Turks and Caicos national response to gang-related violence

By Governor, Nigel Dakin

Following my address to the House of Assembly, and as promised, I now provide an update on the support we have received, and we are to receive, as we face down gang-related violence.

What I’m about to say captures work that myself and the premier have been engaged on together, over the last week, in close collaboration with the Commissioner, who has driven the operation and worked tirelessly to deliver.

There is, I should say, a daily – including weekend – National Emergency Operations Group that myself, the premier or his office, the police commissioner, chambers, national security secretariat and OT policing advisor attend.

The premier and I met at 8:30 am this morning to review progress. Without predicting the immediate future, because matters can change, I can say the situation over recent days has been significantly more stable. Indeed matters have been unusually quiet.

We don’t rest on our laurels and know that those that would do us harm are both taking stock of recent policing reinforcements while licking their wounds following more than one confrontation with our tactical unit. Our officers remain proactive. Some gang members may be seeking to leave the Territory. If you are aware of this, CRIMESTOPPERS want to know: +1 800 8477. +1 800 8477.

It is true to say that this calm is down to courageous work by our police and that has included sustained pressure – including a significant arrest, weapon and drug recoveries, and the unfortunate fatal shooting of a young man who – it seems – chose to fire on our Tactical Unit.

I have said before that if you are confronted by our tactical firearms officers, or response teams, it really would be best to lie down and place your hands out in front of you. If you fire on our Officers – or others – their rules of engagement mean they will return fire to save life; theirs or others. They are far better trained than you are, and they will prevail.

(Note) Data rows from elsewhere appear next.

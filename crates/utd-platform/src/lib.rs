//! Optional persistence of reported event IDs.
//!
//! A tracker is session-scoped on its own. Wrapping its reporter in a
//! [`PersistentReporter`] backed by a [`ReportedEventStore`] suppresses
//! reports for events a previous tracker (or process) already reported.

use std::{
    collections::HashSet,
    fs,
    path::{Path, PathBuf},
    sync::{Arc, RwLock},
    time::{SystemTime, UNIX_EPOCH},
};

use serde::{Deserialize, Serialize};
use thiserror::Error;
use tracing::{debug, warn};
use utd_core::{DecryptionFailure, Reporter};

#[derive(Debug, Error, Clone, PartialEq, Eq)]
pub enum ReportedEventStoreError {
    #[error("reported-event store unavailable: {0}")]
    Unavailable(String),
    #[error("reported-event store backend failure: {0}")]
    Backend(String),
}

pub trait ReportedEventStore: Send + Sync {
    fn has_reported(&self, event_id: &str) -> Result<bool, ReportedEventStoreError>;

    fn mark_reported(&self, event_id: &str) -> Result<(), ReportedEventStoreError>;
}

impl<S: ReportedEventStore + ?Sized> ReportedEventStore for Arc<S> {
    fn has_reported(&self, event_id: &str) -> Result<bool, ReportedEventStoreError> {
        (**self).has_reported(event_id)
    }

    fn mark_reported(&self, event_id: &str) -> Result<(), ReportedEventStoreError> {
        (**self).mark_reported(event_id)
    }
}

#[derive(Clone, Default)]
pub struct InMemoryReportedEventStore {
    data: Arc<RwLock<HashSet<String>>>,
}

impl ReportedEventStore for InMemoryReportedEventStore {
    fn has_reported(&self, event_id: &str) -> Result<bool, ReportedEventStoreError> {
        let data = self
            .data
            .read()
            .map_err(|_| ReportedEventStoreError::Backend("poisoned lock".to_owned()))?;
        Ok(data.contains(event_id))
    }

    fn mark_reported(&self, event_id: &str) -> Result<(), ReportedEventStoreError> {
        let mut data = self
            .data
            .write()
            .map_err(|_| ReportedEventStoreError::Backend("poisoned lock".to_owned()))?;
        data.insert(event_id.to_owned());
        Ok(())
    }
}

#[derive(Debug, Default, Serialize, Deserialize)]
struct ReportedEventsFile {
    reported_event_ids: Vec<String>,
}

/// Reported-event store persisted as a JSON document.
///
/// The file is read once on open and rewritten through a temp file on every
/// newly marked event.
pub struct JsonFileReportedEventStore {
    path: PathBuf,
    data: RwLock<HashSet<String>>,
}

impl JsonFileReportedEventStore {
    /// Open the store at `path`. A missing file starts an empty store.
    pub fn open(path: impl Into<PathBuf>) -> Result<Self, ReportedEventStoreError> {
        let path = path.into();
        let ids = load_reported_ids(&path)?;
        debug!(path = %path.display(), count = ids.len(), "opened reported-event store");
        Ok(Self {
            path,
            data: RwLock::new(ids),
        })
    }
}

impl ReportedEventStore for JsonFileReportedEventStore {
    fn has_reported(&self, event_id: &str) -> Result<bool, ReportedEventStoreError> {
        let data = self
            .data
            .read()
            .map_err(|_| ReportedEventStoreError::Backend("poisoned lock".to_owned()))?;
        Ok(data.contains(event_id))
    }

    fn mark_reported(&self, event_id: &str) -> Result<(), ReportedEventStoreError> {
        let mut data = self
            .data
            .write()
            .map_err(|_| ReportedEventStoreError::Backend("poisoned lock".to_owned()))?;
        if !data.insert(event_id.to_owned()) {
            return Ok(());
        }

        if let Err(err) = save_reported_ids(&self.path, &data) {
            data.remove(event_id);
            return Err(err);
        }
        Ok(())
    }
}

/// Reporter decorator that forwards each failure at most once per store.
pub struct PersistentReporter<R, S> {
    inner: R,
    store: S,
}

impl<R: Reporter, S: ReportedEventStore> PersistentReporter<R, S> {
    pub fn new(inner: R, store: S) -> Self {
        Self { inner, store }
    }
}

impl<R: Reporter, S: ReportedEventStore> Reporter for PersistentReporter<R, S> {
    fn report(&mut self, failure: DecryptionFailure) {
        let event_id = failure.failed_event_id.clone();
        match self.store.has_reported(&event_id) {
            Ok(true) => {
                debug!(%event_id, "failure already reported by an earlier session");
                return;
            }
            Ok(false) => {}
            Err(err) => {
                warn!(%event_id, error = %err, "reported-event lookup failed; reporting anyway");
            }
        }

        self.inner.report(failure);

        if let Err(err) = self.store.mark_reported(&event_id) {
            warn!(%event_id, error = %err, "failed persisting reported event");
        }
    }
}

fn load_reported_ids(path: &Path) -> Result<HashSet<String>, ReportedEventStoreError> {
    let raw = match fs::read_to_string(path) {
        Ok(raw) => raw,
        Err(err) if err.kind() == std::io::ErrorKind::NotFound => return Ok(HashSet::new()),
        Err(err) => {
            return Err(ReportedEventStoreError::Unavailable(format!(
                "failed reading {}: {err}",
                path.display()
            )));
        }
    };

    let file = serde_json::from_str::<ReportedEventsFile>(&raw).map_err(|err| {
        ReportedEventStoreError::Backend(format!("failed parsing {}: {err}", path.display()))
    })?;
    Ok(file.reported_event_ids.into_iter().collect())
}

fn save_reported_ids(path: &Path, ids: &HashSet<String>) -> Result<(), ReportedEventStoreError> {
    if let Some(parent) = path.parent().filter(|parent| !parent.as_os_str().is_empty()) {
        fs::create_dir_all(parent).map_err(|err| {
            ReportedEventStoreError::Unavailable(format!(
                "failed creating store directory {}: {err}",
                parent.display()
            ))
        })?;
    }

    let mut reported_event_ids = ids.iter().cloned().collect::<Vec<_>>();
    reported_event_ids.sort();
    let encoded = serde_json::to_vec(&ReportedEventsFile { reported_event_ids })
        .map_err(|err| ReportedEventStoreError::Backend(err.to_string()))?;

    let temp_path = store_temp_path(path);
    fs::write(&temp_path, encoded).map_err(|err| {
        ReportedEventStoreError::Unavailable(format!(
            "failed writing temp store {}: {err}",
            temp_path.display()
        ))
    })?;

    if let Err(rename_err) = fs::rename(&temp_path, path) {
        // Windows does not allow replacing existing files via rename.
        match fs::remove_file(path) {
            Ok(()) => {}
            Err(err) if err.kind() == std::io::ErrorKind::NotFound => {}
            Err(err) => {
                let _ = fs::remove_file(&temp_path);
                return Err(ReportedEventStoreError::Unavailable(format!(
                    "failed replacing store {} after rename error ({rename_err}): {err}",
                    path.display()
                )));
            }
        }
        fs::rename(&temp_path, path).map_err(|err| {
            let _ = fs::remove_file(&temp_path);
            ReportedEventStoreError::Unavailable(format!(
                "failed writing store {} after temp write: {err}",
                path.display()
            ))
        })?;
    }

    Ok(())
}

fn store_temp_path(path: &Path) -> PathBuf {
    let parent = path.parent().unwrap_or_else(|| Path::new("."));
    let file_name = path
        .file_name()
        .and_then(|value| value.to_str())
        .unwrap_or("reported-events.json");
    let now_nanos = SystemTime::now()
        .duration_since(UNIX_EPOCH)
        .map(|duration| duration.as_nanos())
        .unwrap_or(0);
    parent.join(format!(".{file_name}.{now_nanos}.tmp"))
}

Every death is unfortunate. So I repeat the advice; this isn’t a movie or a video game – if you are confronted – drop to the floor – hands outstretched. You are young and you think yourself invincible – but you are not.

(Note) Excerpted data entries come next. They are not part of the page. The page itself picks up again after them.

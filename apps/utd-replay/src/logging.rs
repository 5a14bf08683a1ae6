//! Tracing/logging bootstrap for the replay tool.

use std::{env, io};

use tracing_subscriber::EnvFilter;

const DEFAULT_FILTER: &str = "info,utd_replay=debug,utd_runtime=info";

/// Initialize global tracing subscriber with severity gating from environment.
///
/// Logs go to stderr so stdout only carries reports.
///
/// Precedence:
/// 1) `RUST_LOG`
/// 2) `UTD_REPLAY_LOG`
/// 3) `UTD_LOG`
/// 4) internal default filter
pub fn init() {
    let env_filter = filter_from_env();
    let _ = tracing_subscriber::fmt()
        .with_writer(io::stderr)
        .with_target(true)
        .with_env_filter(env_filter)
        .try_init();
}

fn filter_from_env() -> EnvFilter {
    if let Ok(filter) = EnvFilter::try_from_default_env() {
        return filter;
    }

    for key in ["UTD_REPLAY_LOG", "UTD_LOG"] {
        if let Some(value) = env::var(key).ok().filter(|v| !v.trim().is_empty())
            && let Ok(filter) = EnvFilter::try_new(value)
        {
            return filter;
        }
    }

    EnvFilter::new(DEFAULT_FILTER)
}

Beyond local police bravery, and skill, I also have little doubt that the arrival of the Royal Bahamas Police Force, and the US’s Customs and Border Protection Aircraft, along with Drugs Enforcement Agency, has had an immediate deterrent effect.

If it hasn’t, it should have. If the gangs have gone to ground, they will be found. If gang members have moved overseas, we have international partners – including the UK’s National Crime Agency and regional governments – who are solidly in support of helping us track them.  If our short-term measures are being effective, I promise our long-term measures have to be determinative.

The US maritime surveillance support has been operational for some days and nights, protecting our borders and UK Border Force experts arrive on Sunday. As you have heard from the Commissioner, Royal Bahamas Police Officers have been sworn in as local Constables.

I will leave it to the Commissioner, in his regular updates, to talk to operational deployments but I hope you feel reassured by their rapid arrival. That, The Bahamas, TCI and the UK expedited the legal work and planning – at break-neck pace – so four days after the announcement to the House of Assembly, they had arrived, happened because all three parties were seized of the need. The day after the Bahamian officers arrived, they were operational.

All I need to say now, is they’ve already made a difference. Some are directly inducted into our ‘Tactical Firearms Unit’, making one large joint Team. Some are deployed as Response Units. Their dogs, able to attack or to search, were active at the airport yesterday, supporting our Customs Officers’ search for guns and drugs.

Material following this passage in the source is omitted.